February 24, 20215 yr Small numbers of parity sync errors were corrected starting about a month ago - now I have ran a few within the last week with several thousand errors being "corrected". If they're being corrected, shouldn't they not appear on the next scan? Unless there is a hardware issue that is causing this. Posted my diagnostic file if anyone wants to take a look and can figure out what might be causing this. I'm having trouble starting VMs and wondering if the drive space for them might be corrupted? Thanks in advance! usreymedia-diagnostics-20210224-1050.zip
February 24, 20215 yr Community Expert Ryzen with above spec RAM is known to corrupt data, see here, if just lowering to max supported speeds doesn't solve it run memtest.
February 24, 20215 yr Author Thanks, Jorge, appreciate the tip.
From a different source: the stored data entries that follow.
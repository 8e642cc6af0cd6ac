use std::process::Stdio;
use std::time::Duration;
use anyhow::{bail, Context, Result};
use tokio::process::Command;
use shared::types::{RawCapture, RawHop};
use crate::config::ProbeConfig;

/// Run the configured traceroute command against `address` and parse its output.
/// The child is killed if it outlives `timeout_secs`.
pub async fn run_traceroute(config: &ProbeConfig, address: &str) -> Result<RawCapture> {
    let mut command = Command::new(&config.command);
    command
        .args(&config.args)
        .arg(address)
        .stdin(Stdio::null())
        .stdout(Stdio::piped())
        .stderr(Stdio::piped())
        .kill_on_drop(true);

    let child = command
        .spawn()
        .with_context(|| format!("Failed to spawn {}", config.command))?;

    let output = tokio::time::timeout(
        Duration::from_secs(config.timeout_secs),
        child.wait_with_output(),
    )
    .await
    .with_context(|| format!("{} {} timed out after {}s", config.command, address, config.timeout_secs))?
    .with_context(|| format!("Failed to collect output of {}", config.command))?;

    let stdout = String::from_utf8_lossy(&output.stdout);

    if !output.status.success() {
        let stderr = String::from_utf8_lossy(&output.stderr);
        // traceroute exits non-zero on some unreachable paths but still prints hops
        if stdout.trim().is_empty() {
            bail!("{} {} failed ({}): {}", config.command, address, output.status, stderr.trim());
        }
        tracing::warn!("{} {} exited with {}: {}", config.command, address, output.status, stderr.trim());
    }

    Ok(parse_output(&stdout))
}

/// Split traceroute/tracert output into hops.
///
/// A line whose first token is a number starts a hop. Indented lines without
/// a number continue the previous hop (extra probes answered by another
/// router). Banner lines are ignored.
pub fn parse_output(output: &str) -> RawCapture {
    let mut hops: Vec<RawHop> = Vec::new();

    for line in output.lines() {
        let trimmed = line.trim();
        if trimmed.is_empty() {
            continue;
        }

        let (first, rest) = trimmed
            .split_once(char::is_whitespace)
            .unwrap_or((trimmed, ""));

        if let Ok(index) = first.parse::<u32>() {
            hops.push(RawHop {
                index,
                observation: rest.trim().to_string(),
            });
        } else if line.starts_with(char::is_whitespace) {
            if let Some(last) = hops.last_mut() {
                last.observation.push(' ');
                last.observation.push_str(trimmed);
            }
        }
    }

    RawCapture {
        hops,
        raw: Some(output.to_string()),
        captured_at: None,
    }
}

#[cfg(test)]
mod tests {
    use super::*;

    const LINUX_OUTPUT: &str = "\
traceroute to 10.0.0.9 (10.0.0.9), 30 hops max, 60 byte packets
 1  10.0.0.1  0.512 ms  0.430 ms  0.401 ms
 2  10.0.0.2  1.120 ms
    10.0.0.22  1.300 ms  1.250 ms
 3  * * *
 4  10.0.0.9  3.001 ms  2.998 ms  3.010 ms
";

    const WINDOWS_OUTPUT: &str = "\
Tracing route to example.net [192.0.2.9]
over a maximum of 30 hops:

  1    <1 ms    <1 ms    <1 ms  192.168.1.1
  2     *        *        *     Request timed out.
  3    12 ms    11 ms    12 ms  example.net [192.0.2.9]

Trace complete.
";

    #[test]
    fn test_parse_linux_output() {
        let capture = parse_output(LINUX_OUTPUT);

        let indices: Vec<_> = capture.hops.iter().map(|h| h.index).collect();
        assert_eq!(indices, vec![1, 2, 3, 4]);
        assert_eq!(capture.hops[1].observation, "10.0.0.2  1.120 ms 10.0.0.22  1.300 ms  1.250 ms");
        assert_eq!(capture.hops[2].observation, "* * *");
        assert_eq!(capture.raw.as_deref(), Some(LINUX_OUTPUT));
    }

    #[test]
    fn test_parse_windows_output() {
        let capture = parse_output(WINDOWS_OUTPUT);

        let indices: Vec<_> = capture.hops.iter().map(|h| h.index).collect();
        assert_eq!(indices, vec![1, 2, 3]);
        assert_eq!(capture.hops[0].observation, "<1 ms    <1 ms    <1 ms  192.168.1.1");
    }

    #[test]
    fn test_parsed_output_normalizes() {
        let hops = crate::capture::normalize(&parse_output(WINDOWS_OUTPUT)).unwrap();
        let path: Vec<_> = hops.iter().map(|h| h.address.as_deref()).collect();
        assert_eq!(path, vec![Some("192.168.1.1"), None, Some("192.0.2.9")]);
        let latencies: Vec<_> = hops.iter().map(|h| h.latency_ms).collect();
        assert_eq!(latencies, vec![Some(1.0), None, Some(12.0)]);

        let hops = crate::capture::normalize(&parse_output(LINUX_OUTPUT)).unwrap();
        assert_eq!(hops[1].address.as_deref(), Some("10.0.0.2"));
        assert_eq!(hops[1].latency_ms, Some(1.12));
    }

    #[test]
    fn test_empty_output() {
        assert!(parse_output("").hops.is_empty());
    }

    #[tokio::test]
    async fn test_run_command_output_is_parsed() {
        let config = ProbeConfig {
            command: "echo".to_string(),
            args: vec!["1".to_string(), "10.0.0.1".to_string(), "0.5".to_string(), "ms".to_string()],
            ..ProbeConfig::default()
        };

        let capture = run_traceroute(&config, "10.0.0.2").await.unwrap();
        assert_eq!(capture.hops.len(), 1);
        assert_eq!(capture.hops[0].observation, "10.0.0.1 0.5 ms 10.0.0.2");
    }

    #[tokio::test]
    async fn test_run_command_times_out() {
        let config = ProbeConfig {
            command: "sleep".to_string(),
            args: Vec::new(),
            timeout_secs: 1,
            ..ProbeConfig::default()
        };

        let result = run_traceroute(&config, "10").await;
        assert!(result.is_err());
    }

    #[tokio::test]
    async fn test_run_missing_command() {
        let config = ProbeConfig {
            command: "definitely-not-a-traceroute-binary".to_string(),
            ..ProbeConfig::default()
        };
        assert!(run_traceroute(&config, "10.0.0.1").await.is_err());
    }
}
Just to make sure - I am running a 2nd gen Ryzen with 2 of 4 DIMS (dual channel) populated, so I should set my mem frequency to 2400 MHz in BIOS? Would you suggest running any more tests other memtest if that doesn't help?
February 24, 20215 yr Community Expert 2 minutes ago, MarshallU said: I am running a 2nd gen Ryzen with 2 of 4 DIMS (dual channel) populated, so I should set my mem frequency to 2400 MHz in BIOS? The dual in the table refers to the rank, but yes, since your dimms are dual rank max speed is 2400Mhz. 3 minutes ago, MarshallU said: Would you suggest running any more tests other memtest if that doesn't help? Parity check is also a pretty good test, only acceptable result is 0 errors, note that it's normal for the first check after the problem is solved to still find errors.
February 25, 20215 yr Author Hey Jorge - wanted to let you know it looks like this solution worked. I changed the RAM speed to 2400 MHz in the BIOS (updated BIOS while I was at it) Then ran 2 back to back parity checks. The first still found and corrected about 1000 errors, the second was completely clean. Thanks so much for your help!